Bien que j'appuie la recommandation no 7 selon laquelle, en particulier dans le cadre du maintien de l'ordre lors d'une manifestation publique, les membres doivent être conscients des limites de leurs pouvoirs, surtout pour ce qui est de limiter la capacité des manifestants de se réunir et de s'exprimer de manière légale, je ne demanderai aucune mesure à cet égard, car je suis convaincue que les activités de la GRC sont déjà conformes à la teneur de la recommandation.

Je souscris à la conclusion no 14 selon laquelle, au début de l'opération de maintien de l'ordre lors des manifestations contre le gaz de schiste, sauf quelques exceptions importantes, les membres affectés à l'opération n'avaient pas reçu une formation suffisante en matière de culture autochtone.

J'appuie la recommandation no 8, à savoir que la GRC exige que tous les membres examinent le Guide sur la spiritualité chez les Amérindiens de la GRC, et que tous les membres participant aux services de police autochtones, y compris les membres des équipes anti-émeute/groupes de maintien de l'ordre public chargés du maintien de l'ordre lors des manifestations des Autochtones, soient tenus de suivre un programme de formation qui vise expressément la compréhension des questions culturelles autochtones.

À l'appui de ce qui précède, je tiens à informer la Commission que, depuis les manifestations contre le gaz de schiste dans le comté de Kent, la GRC a déployé des efforts continus pour former les membres actuels et nouveaux afin qu'ils se tiennent à jour concernant la diversité, la compréhension et la compassion nécessaires à l'exécution des fonctions relatives au maintien de l'ordre sans préjugés et pour leur fournir une solide connaissance des éléments culturels et de l'histoire de nos collectivités autochtones. Au total, la GRC offre pas moins de 29 programmes d'apprentissage dans les divisions et à l'échelle nationale qui abordent la culture autochtone; 24 de ces programmes ou cours ont été créés à l'intention des membres de la GRC et leur sont présentés directement dans le but d'accroître les connaissances culturelles autochtones; et 26 de ces cours contiennent des documents sur la culture autochtone ayant pour thème les traditions régionales ou les différences géographiques.

Je tiens également à informer la Commission que la GRC élabore actuellement un nouveau guide de sensibilisation aux cultures autochtones qui mettra en évidence les cultures, les langues, les traditions politiques et spirituelles distinctes et uniques des Premières Nations, des Métis et des Inuits du Canada. Ce guide vise à informer les employés de la GRC et à accroître leur sensibilisation culturelle ainsi que leur compréhension des questions liées à la prestation des services de police autochtones et aux interactions avec les peuples autochtones. Je suis convaincue que ce nouveau guide étoffera les informations fournies aux membres en ce qui concerne les questions culturelles autochtones. Par conséquent, afin de mettre en œuvre la première partie de la recommandation de la Commission, je demanderai que, une fois le nouveau guide de sensibilisation aux cultures autochtones terminé, un communiqué national soit envoyé à tous les employés leur demandant de consulter le Guide sur la spiritualité chez les Amérindiens actuel et le nouveau guide de sensibilisation aux cultures autochtones.

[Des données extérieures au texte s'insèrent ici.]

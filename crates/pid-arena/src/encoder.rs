use alloc::{boxed::Box, collections::BTreeMap, vec::Vec};
use core::{
    any::{Any, TypeId},
    marker::PhantomData,
};

use crate::{
    arena::Arena,
    error::Result,
    map::{MapKey, OrderedMapRecord},
    mapping::{Encode, Place},
    options::EncoderOptions,
    sequence::SequenceRecord,
    staged::StagedOffset,
    text::TextRecord,
};

type Cache<K, P> = BTreeMap<K, StagedOffset<P>>;

/// Recursively writes native values into an [`Arena`].
///
/// An encoder is one build session. Within it, texts and sequences with
/// equal content are written once and shared by every pointer that refers to
/// them. Ordered maps are always written fresh. All texts share one cache.
/// Sequences are cached per native element type (see [`Encode::Native`]),
/// so a `Vec<u8>` never shares a record with a sequence of a `u8`-backed
/// enum.
///
/// # Examples
///
/// ```rust
/// use pid_arena::{Arena, Encoder};
///
/// let mut arena = Arena::new();
/// let mut encoder = Encoder::new(&mut arena);
/// let names = vec!["ada", "grace", "ada"];
/// let root = encoder.encode_root(&names)?;
///
/// let sequence = arena.view(root)?.target()?;
/// assert_eq!(sequence.len(), 3);
/// // Equal texts are stored once.
/// let first = sequence.element(0).target()?;
/// let last = sequence.element(2).target()?;
/// assert_eq!(first.offset(), last.offset());
/// # Ok::<(), pid_arena::Error>(())
/// ```
pub struct Encoder<'a> {
    arena: &'a mut Arena,
    options: EncoderOptions,
    caches: BTreeMap<TypeId, Box<dyn Any>>,
}

impl<'a> Encoder<'a> {
    /// Starts a session writing into `arena`.
    pub fn new(arena: &'a mut Arena) -> Self {
        Self::with_options(arena, EncoderOptions::default())
    }

    /// Starts a session writing into `arena`, configured by `options`.
    pub fn with_options(arena: &'a mut Arena, options: EncoderOptions) -> Self {
        Self {
            arena,
            options,
            caches: BTreeMap::new(),
        }
    }

    /// The options this session was started with.
    #[must_use]
    pub fn options(&self) -> EncoderOptions {
        self.options
    }

    /// The arena being written.
    pub fn arena(&mut self) -> &mut Arena {
        self.arena
    }

    /// Encodes `value` and returns what an enclosing record stores for it.
    ///
    /// # Errors
    ///
    /// Any error raised while allocating or linking records.
    pub fn encode<T: Encode + ?Sized>(&mut self, value: &T) -> Result<T::Output> {
        value.encode(self)
    }

    /// Allocates a root slot, encodes `value` and stores it in the slot.
    ///
    /// The slot is allocated before anything `value` refers to, so in an
    /// empty arena the root is the record at offset zero.
    ///
    /// # Errors
    ///
    /// See [`Encoder::encode`].
    pub fn encode_root<T: Encode + ?Sized>(&mut self, value: &T) -> Result<StagedOffset<T::Pid>> {
        let root = self.arena.allocate::<T::Pid>();
        let output = value.encode(self)?;
        output.place(self.arena, root)?;
        Ok(root)
    }

    /// Writes a text record, reusing an earlier one with the same bytes.
    pub(crate) fn text(&mut self, bytes: &[u8]) -> Result<StagedOffset<TextRecord>> {
        if !self.options.deduplicate_text {
            return self.arena.allocate_text(bytes);
        }
        if let Some(&text) = self.cache::<[u8], Vec<u8>, TextRecord>().get(bytes) {
            tracing::trace!(len = bytes.len(), offset = ?text.offset(), "text cache hit");
            return Ok(text);
        }

        tracing::trace!(len = bytes.len(), "text cache miss");
        let text = self.arena.allocate_text(bytes)?;
        self.cache::<[u8], Vec<u8>, TextRecord>()
            .insert(bytes.to_vec(), text);
        Ok(text)
    }

    /// Writes a sequence record, reusing an earlier one with equal elements.
    pub(crate) fn sequence<T: Encode>(
        &mut self,
        items: &[T],
    ) -> Result<StagedOffset<SequenceRecord<T::Pid>>> {
        if !self.options.deduplicate_sequences {
            return self.write_sequence(items);
        }
        let key: Vec<T::Key> = items.iter().map(Encode::cache_key).collect();
        if let Some(&sequence) = self
            .cache::<T::Native, Vec<T::Key>, SequenceRecord<T::Pid>>()
            .get(&key)
        {
            tracing::trace!(len = items.len(), offset = ?sequence.offset(), "sequence cache hit");
            return Ok(sequence);
        }

        tracing::trace!(len = items.len(), "sequence cache miss");
        let sequence = self.write_sequence(items)?;
        self.cache::<T::Native, Vec<T::Key>, SequenceRecord<T::Pid>>()
            .insert(key, sequence);
        Ok(sequence)
    }

    fn write_sequence<T: Encode>(
        &mut self,
        items: &[T],
    ) -> Result<StagedOffset<SequenceRecord<T::Pid>>> {
        let sequence = self.arena.allocate_sequence::<T::Pid>(items.len())?;
        for (index, item) in items.iter().enumerate() {
            let output = item.encode(self)?;
            let slot = self.arena.sequence_slot(sequence, index)?;
            output.place(self.arena, slot)?;
        }
        Ok(sequence)
    }

    /// Writes an ordered map record from entries in ascending key order.
    pub(crate) fn ordered_map<'m, K, V>(
        &mut self,
        entries: impl ExactSizeIterator<Item = (&'m K, &'m V)>,
    ) -> Result<StagedOffset<OrderedMapRecord<K::Pid, V::Pid>>>
    where
        K: Encode + 'm,
        V: Encode + 'm,
        K::Pid: MapKey,
    {
        let mut builder = self
            .arena
            .allocate_ordered_map::<K::Pid, V::Pid>(entries.len())?;
        for (key, value) in entries {
            let key = key.encode(self)?;
            let slot = builder.add_key(self.arena, key)?;
            let value = value.encode(self)?;
            value.place(self.arena, slot)?;
        }
        builder.finish()
    }

    /// The cache for records of type `P` written for values of native type
    /// `N`, keyed by content `K`.
    fn cache<N: ?Sized + 'static, K: Ord + 'static, P: 'static>(&mut self) -> &mut Cache<K, P> {
        let cache = self
            .caches
            .entry(TypeId::of::<(PhantomData<N>, Cache<K, P>)>())
            .or_insert_with(|| Box::new(Cache::<K, P>::new()) as Box<dyn Any>);
        (**cache)
            .downcast_mut()
            .unwrap_or_else(|| unreachable!("cache registry is keyed by the cache type"))
    }
}

impl core::fmt::Debug for Encoder<'_> {
    fn fmt(&self, f: &mut core::fmt::Formatter<'_>) -> core::fmt::Result {
        f.debug_struct("Encoder")
            .field("arena", &self.arena.id())
            .field("options", &self.options)
            .field("caches", &self.caches.len())
            .finish()
    }
}
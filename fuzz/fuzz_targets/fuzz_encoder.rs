#![no_main]
use std::collections::BTreeMap;

use arbitrary::Arbitrary;
use libfuzzer_sys::fuzz_target;
use pid_arena::{Arena, Buffer, Decode, Encoder, EncoderOptions};

type Payload = BTreeMap<String, Vec<Option<i32>>>;

#[derive(Arbitrary, Debug)]
struct Input {
    deduplicate_text: bool,
    deduplicate_sequences: bool,
    /// Bytes of an unrelated arena built first, so the payload does not
    /// start at offset zero.
    prefix: Vec<u8>,
    payload: Payload,
}

fuzz_target!(|input: Input| {
    let options = EncoderOptions {
        deduplicate_text: input.deduplicate_text,
        deduplicate_sequences: input.deduplicate_sequences,
    };

    let mut arena = Arena::new();
    arena.allocate_text(&input.prefix).expect("prefix fits");
    let root = Encoder::with_options(&mut arena, options)
        .encode_root(&input.payload)
        .expect("payload encodes");
    let root = root.offset().expect("root is present");

    // Read back from a copy at a different address.
    let buffer = Buffer::from_bytes(arena.finish().as_bytes());
    let view = buffer.view(root).expect("root is readable");
    let decoded = Payload::decode(view).expect("payload decodes");
    assert_eq!(decoded, input.payload);

    for (key, values) in &input.payload {
        let map = view.target().expect("map is present");
        let stored = map.at(key.as_str()).expect("key is present");
        assert_eq!(stored.target().expect("values are present").len(), values.len());
    }
});
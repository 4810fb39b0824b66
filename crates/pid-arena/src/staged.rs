use core::{fmt, marker::PhantomData};

use crate::{
    arena::{Arena, ArenaId},
    error::{Error, Result},
    rel_ptr::{RelPtr, Width},
};

/// A handle to a `T` that lives in an [`Arena`].
///
/// A staged offset stores the identity of the arena that produced it and an
/// integer offset into that arena's bytes, never an address. It stays valid
/// while the arena grows and reallocates, and every access resolves it
/// against the arena's current storage.
///
/// A staged offset may also be *absent*, the builder-side equivalent of a
/// null pointer. Assigning an absent offset to a [`RelPtr`] stores null.
pub struct StagedOffset<T> {
    arena: ArenaId,
    offset: Option<usize>,
    _target: PhantomData<fn() -> T>,
}

impl<T> StagedOffset<T> {
    pub(crate) fn new(arena: ArenaId, offset: usize) -> Self {
        Self {
            arena,
            offset: Some(offset),
            _target: PhantomData,
        }
    }

    /// An absent offset owned by `arena`.
    #[must_use]
    pub fn absent(arena: ArenaId) -> Self {
        Self {
            arena,
            offset: None,
            _target: PhantomData,
        }
    }

    /// The arena this offset belongs to.
    #[must_use]
    pub fn arena(&self) -> ArenaId {
        self.arena
    }

    /// Position of the record within the arena, or `None` if absent.
    #[must_use]
    pub fn offset(&self) -> Option<usize> {
        self.offset
    }

    /// Whether this is an absent offset.
    #[must_use]
    pub fn is_absent(&self) -> bool {
        self.offset.is_none()
    }

    /// Reinterprets the handle as pointing at a `U` at the same position.
    pub(crate) fn cast<U>(self) -> StagedOffset<U> {
        StagedOffset {
            arena: self.arena,
            offset: self.offset,
            _target: PhantomData,
        }
    }

    /// Moves the handle `delta` bytes forward and reinterprets it as a `U`.
    pub(crate) fn advance<U>(self, delta: usize) -> StagedOffset<U> {
        StagedOffset {
            arena: self.arena,
            offset: self.offset.map(|offset| offset + delta),
            _target: PhantomData,
        }
    }

    /// Stores a pointer to this record into `field`.
    ///
    /// `field` must be a relative pointer inside `arena`, and `self` must
    /// belong to the same arena. The stored displacement is the distance from
    /// the field to this record, or zero if `self` is absent.
    ///
    /// # Errors
    ///
    /// - [`Error::Ownership`] if either handle belongs to another arena or
    ///   `field` lies outside the arena's current bounds.
    /// - [`Error::Range`] if the displacement does not fit in `W`.
    pub fn assign_to<W: Width>(
        self,
        arena: &mut Arena,
        field: StagedOffset<RelPtr<T, W>>,
    ) -> Result<()>
    where
        T: 'static,
    {
        if self.arena != arena.id() {
            return Err(Error::Ownership);
        }
        let position = arena.locate(field, size_of::<W>())?;

        let raw = match self.offset {
            None => W::zeroed(),
            Some(target) => {
                let displacement = displacement(position, target);
                W::from_displacement(displacement).ok_or(Error::Range {
                    displacement,
                    bits: W::BITS,
                })?
            }
        };

        tracing::trace!(
            field = position,
            target = ?self.offset,
            bits = W::BITS,
            "assign relative pointer"
        );
        arena.write(field, RelPtr::<T, W>::from_raw(raw))
    }
}

#[expect(clippy::cast_possible_wrap)]
fn displacement(field: usize, target: usize) -> i64 {
    // Arena offsets are bounded by the allocation size, which never exceeds
    // `isize::MAX`.
    target as i64 - field as i64
}

impl<T> Clone for StagedOffset<T> {
    fn clone(&self) -> Self {
        *self
    }
}

impl<T> Copy for StagedOffset<T> {}

impl<T> PartialEq for StagedOffset<T> {
    fn eq(&self, other: &Self) -> bool {
        self.arena == other.arena && self.offset == other.offset
    }
}

impl<T> Eq for StagedOffset<T> {}

impl<T> fmt::Debug for StagedOffset<T> {
    fn fmt(&self, f: &mut fmt::Formatter<'_>) -> fmt::Result {
        f.debug_struct("StagedOffset")
            .field("arena", &self.arena)
            .field("offset", &self.offset)
            .finish()
    }
}

#[cfg(test)]
mod tests {
    use super::*;

    #[repr(C)]
    #[derive(Clone, Copy, bytemuck::Zeroable, bytemuck::Pod)]
    struct Link {
        next: RelPtr<u32, i8>,
    }

    #[test]
    fn absent_offset_assigns_null() {
        let mut arena = Arena::new();
        let link = arena.allocate::<Link>();
        let field = arena.field(link, |l| &l.next).unwrap();

        // Dirty the field first so the null write is observable.
        arena.write(field, RelPtr::from_raw(5)).unwrap();
        StagedOffset::<u32>::absent(arena.id())
            .assign_to(&mut arena, field)
            .unwrap();

        assert!(arena.get(field).unwrap().is_null());
    }

    #[test]
    fn backward_displacement_is_negative() {
        let mut arena = Arena::new();
        let value = arena.allocate::<u32>();
        let link = arena.allocate::<Link>();
        let field = arena.field(link, |l| &l.next).unwrap();

        value.assign_to(&mut arena, field).unwrap();

        assert_eq!(arena.get(field).unwrap().displacement(), -4);
    }

    #[test]
    fn absent_offset_of_another_arena_is_rejected() {
        let other = Arena::new();
        let mut arena = Arena::new();
        let link = arena.allocate::<Link>();
        let field = arena.field(link, |l| &l.next).unwrap();

        let err = StagedOffset::<u32>::absent(other.id())
            .assign_to(&mut arena, field)
            .unwrap_err();

        assert_eq!(err, Error::Ownership);
    }

    #[test]
    fn cast_and_advance_keep_the_arena() {
        let arena = Arena::new();
        let base = StagedOffset::<u64>::new(arena.id(), 8);

        let moved: StagedOffset<u32> = base.advance(4);
        assert_eq!(moved.offset(), Some(12));
        assert_eq!(moved.arena(), arena.id());
        assert_eq!(base.cast::<u8>().offset(), Some(8));
        assert!(StagedOffset::<u8>::absent(arena.id()).advance::<u8>(4).is_absent());
    }
}
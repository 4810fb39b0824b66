use alloc::{collections::BTreeMap, string::String, vec::Vec};

use quickcheck::QuickCheck;

use crate::{Arena, Decode, Encoder};

use super::test_count;

/// Property: appending a finished arena to another one at an arbitrary
/// position leaves every record readable through the translated root.
#[test]
fn append_foreign_quickcheck() {
    #[allow(clippy::needless_pass_by_value)]
    fn prop(value: BTreeMap<u16, Vec<String>>, prefix: u8) -> bool {
        let mut foreign = Arena::new();
        let root = Encoder::new(&mut foreign).encode_root(&value).unwrap();

        let mut arena = Arena::new();
        for _ in 0..prefix {
            arena.allocate::<u8>();
        }
        let translator = arena.append_foreign(&foreign);
        let moved = translator.translate(root).unwrap();

        let decoded = BTreeMap::<u16, Vec<String>>::decode(arena.view(moved).unwrap()).unwrap();
        decoded == value && moved.offset() == root.offset().map(|o| o + translator.base())
    }

    QuickCheck::new()
        .tests(test_count())
        .quickcheck(prop as fn(BTreeMap<u16, Vec<String>>, u8) -> bool);
}
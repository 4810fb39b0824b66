#![allow(missing_docs)]
#![allow(dead_code)]

use core::fmt::Write;

use pid_arena::{Arena, Buffer};

/// Finishes `arena` and copies its bytes into a fresh buffer, dropping the
/// original storage so nothing can still point into it.
pub fn relocate(arena: Arena) -> Buffer {
    let built = arena.finish();
    let moved = Buffer::from_bytes(built.as_bytes());
    drop(built);
    moved
}

/// Renders bytes as space-separated groups of four hex-encoded bytes.
pub fn hex(bytes: &[u8]) -> String {
    let mut out = String::new();
    for (index, chunk) in bytes.chunks(4).enumerate() {
        if index > 0 {
            out.push(' ');
        }
        for byte in chunk {
            write!(out, "{byte:02x}").unwrap();
        }
    }
    out
}

/// Whether the record a view points at starts on an address aligned for `T`.
pub fn is_aligned<T>(bytes: &[u8], offset: usize) -> bool {
    (bytes.as_ptr().addr() + offset) % align_of::<T>() == 0
}
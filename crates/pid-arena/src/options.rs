/// Configuration for an [`Arena`](crate::Arena).
///
/// # Examples
///
/// ```rust
/// use pid_arena::{Arena, ArenaOptions};
///
/// let arena = Arena::with_options(ArenaOptions {
///     initial_capacity: 64 * 1024,
/// });
/// assert!(arena.is_empty());
/// ```
#[cfg_attr(any(test, feature = "serde"), derive(serde::Serialize, serde::Deserialize))]
#[derive(Debug, Clone, Copy, Default, PartialEq, Eq)]
pub struct ArenaOptions {
    /// Number of bytes reserved up front.
    ///
    /// Reserving avoids reallocating the backing storage while a session
    /// grows. It has no effect on the bytes produced.
    ///
    /// # Default
    ///
    /// `0`
    pub initial_capacity: usize,
}

/// Configuration for an [`Encoder`](crate::Encoder).
///
/// Structural sharing never changes what a reader observes, only how many
/// bytes the finished buffer takes.
///
/// # Default
///
/// Both kinds of sharing are enabled.
#[cfg_attr(any(test, feature = "serde"), derive(serde::Serialize, serde::Deserialize))]
#[derive(Debug, Clone, Copy, PartialEq, Eq)]
pub struct EncoderOptions {
    /// Whether content-equal texts encoded in one session share a single
    /// text record.
    ///
    /// # Default
    ///
    /// `true`
    pub deduplicate_text: bool,

    /// Whether content-equal sequences encoded in one session share a single
    /// sequence record.
    ///
    /// # Default
    ///
    /// `true`
    pub deduplicate_sequences: bool,
}

impl Default for EncoderOptions {
    fn default() -> Self {
        Self {
            deduplicate_text: true,
            deduplicate_sequences: true,
        }
    }
}
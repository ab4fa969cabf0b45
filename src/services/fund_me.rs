//! Typed handle for a deployed FundMe contract.
//!
//! Wraps the ledger client with the contract's method surface and translates
//! its revert semantics into typed errors: an owner check failure becomes
//! [`FundMeError::Permission`], an under-threshold funding value becomes
//! [`FundMeError::InsufficientValue`]. Anything else propagates untouched;
//! contract interactions are never silently retried.

use alloy::primitives::{Address, U256};
use thiserror::Error;

use crate::{
    constants::{BELOW_MINIMUM_REVERT, FUND_ME_CONTRACT, NOT_OWNER_REVERT},
    models::{CallArg, TransactionOutcome},
    repositories::{DeploymentRegistry, RegistryError},
    services::{LedgerClient, LedgerError},
    utils::abi,
};

const FUND: &str = "fund()";
const WITHDRAW: &str = "withdraw()";
const CHEAPER_WITHDRAW: &str = "cheaperWithdraw()";
const PRICE_FEED: &str = "s_priceFeed()";
const OWNER: &str = "getOwner()";
const MINIMUM_USD: &str = "MINIMUM_USD()";
const FUNDERS: &str = "s_funders(uint256)";
const AMOUNT_FUNDED: &str = "s_addressToAmountFunded(address)";

#[derive(Error, Debug)]
pub enum FundMeError {
    #[error("Caller is not the contract owner")]
    Permission,
    #[error("Funding value is below the minimum threshold")]
    InsufficientValue,
    #[error(transparent)]
    Ledger(LedgerError),
}

impl From<LedgerError> for FundMeError {
    fn from(error: LedgerError) -> Self {
        match error {
            LedgerError::Reverted { ref reason } if reason.contains(NOT_OWNER_REVERT) => {
                FundMeError::Permission
            }
            LedgerError::Reverted { ref reason } if reason.contains(BELOW_MINIMUM_REVERT) => {
                FundMeError::InsufficientValue
            }
            other => FundMeError::Ledger(other),
        }
    }
}

/// A FundMe contract bound to its deployed address.
pub struct FundMe<'a, L: LedgerClient + ?Sized> {
    ledger: &'a L,
    address: Address,
}

impl<'a, L: LedgerClient + ?Sized> FundMe<'a, L> {
    /// Binds a handle to a known contract address.
    pub fn new(ledger: &'a L, address: Address) -> Self {
        Self { ledger, address }
    }

    /// Binds a handle to the FundMe deployment recorded in `registry`.
    pub fn attach(ledger: &'a L, registry: &DeploymentRegistry) -> Result<Self, RegistryError> {
        let record = registry.require(FUND_ME_CONTRACT)?;
        Ok(Self::new(ledger, record.address))
    }

    pub fn address(&self) -> Address {
        self.address
    }

    /// Funds the contract with `value` from the given account.
    pub async fn fund(
        &self,
        from: Address,
        value: U256,
    ) -> Result<TransactionOutcome, FundMeError> {
        self.ledger
            .send_transaction(self.address, FUND, vec![], from, value)
            .await
            .map_err(FundMeError::from)
    }

    /// Withdraws the full contract balance to the owner. Owner-only.
    pub async fn withdraw(&self, from: Address) -> Result<TransactionOutcome, FundMeError> {
        self.ledger
            .send_transaction(self.address, WITHDRAW, vec![], from, U256::ZERO)
            .await
            .map_err(FundMeError::from)
    }

    /// Gas-cheaper variant of [`withdraw`](Self::withdraw) with the same
    /// observable postconditions.
    pub async fn cheaper_withdraw(&self, from: Address) -> Result<TransactionOutcome, FundMeError> {
        self.ledger
            .send_transaction(self.address, CHEAPER_WITHDRAW, vec![], from, U256::ZERO)
            .await
            .map_err(FundMeError::from)
    }

    /// Price feed address the contract was constructed with.
    pub async fn price_feed(&self) -> Result<Address, FundMeError> {
        let data = self.ledger.call(self.address, PRICE_FEED, vec![]).await?;
        Ok(abi::decode_address(&data).map_err(LedgerError::from)?)
    }

    pub async fn owner(&self) -> Result<Address, FundMeError> {
        let data = self.ledger.call(self.address, OWNER, vec![]).await?;
        Ok(abi::decode_address(&data).map_err(LedgerError::from)?)
    }

    /// Minimum funding value in 18-decimal USD.
    pub async fn minimum_usd(&self) -> Result<U256, FundMeError> {
        let data = self.ledger.call(self.address, MINIMUM_USD, vec![]).await?;
        Ok(abi::decode_uint(&data).map_err(LedgerError::from)?)
    }

    /// Funder at the given index of the funder sequence. Reverts past the end
    /// of the sequence.
    pub async fn funder(&self, index: u64) -> Result<Address, FundMeError> {
        let data = self
            .ledger
            .call(self.address, FUNDERS, vec![CallArg::Uint(U256::from(index))])
            .await?;
        Ok(abi::decode_address(&data).map_err(LedgerError::from)?)
    }

    /// Cumulative amount the given account has funded.
    pub async fn amount_funded(&self, funder: Address) -> Result<U256, FundMeError> {
        let data = self
            .ledger
            .call(self.address, AMOUNT_FUNDED, vec![CallArg::Address(funder)])
            .await?;
        Ok(abi::decode_uint(&data).map_err(LedgerError::from)?)
    }

    /// Native-currency balance held by the contract.
    pub async fn balance(&self) -> Result<U256, FundMeError> {
        self.ledger
            .get_balance(self.address)
            .await
            .map_err(FundMeError::from)
    }
}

En ce qui concerne la recommandation que tous les membres participant aux services de police autochtones, y compris les membres des équipes anti-émeute/groupes du maintien de l'ordre public chargés du maintien de l'ordre lors des manifestations des Autochtones, soient tenus de suivre un programme de formation qui vise expressément la compréhension des questions culturelles autochtones, je demanderai que le commandant de chaque division désigne une formation visant spécifiquement à comprendre les problèmes culturels des collectivités autochtones situées sur le territoire de leur division et veillent à ce que ses membres suivent cette formation. Les résultats seront consignés dans le dossier de formation des membres par l'entremise du Système d'information sur la gestion des ressources humaines.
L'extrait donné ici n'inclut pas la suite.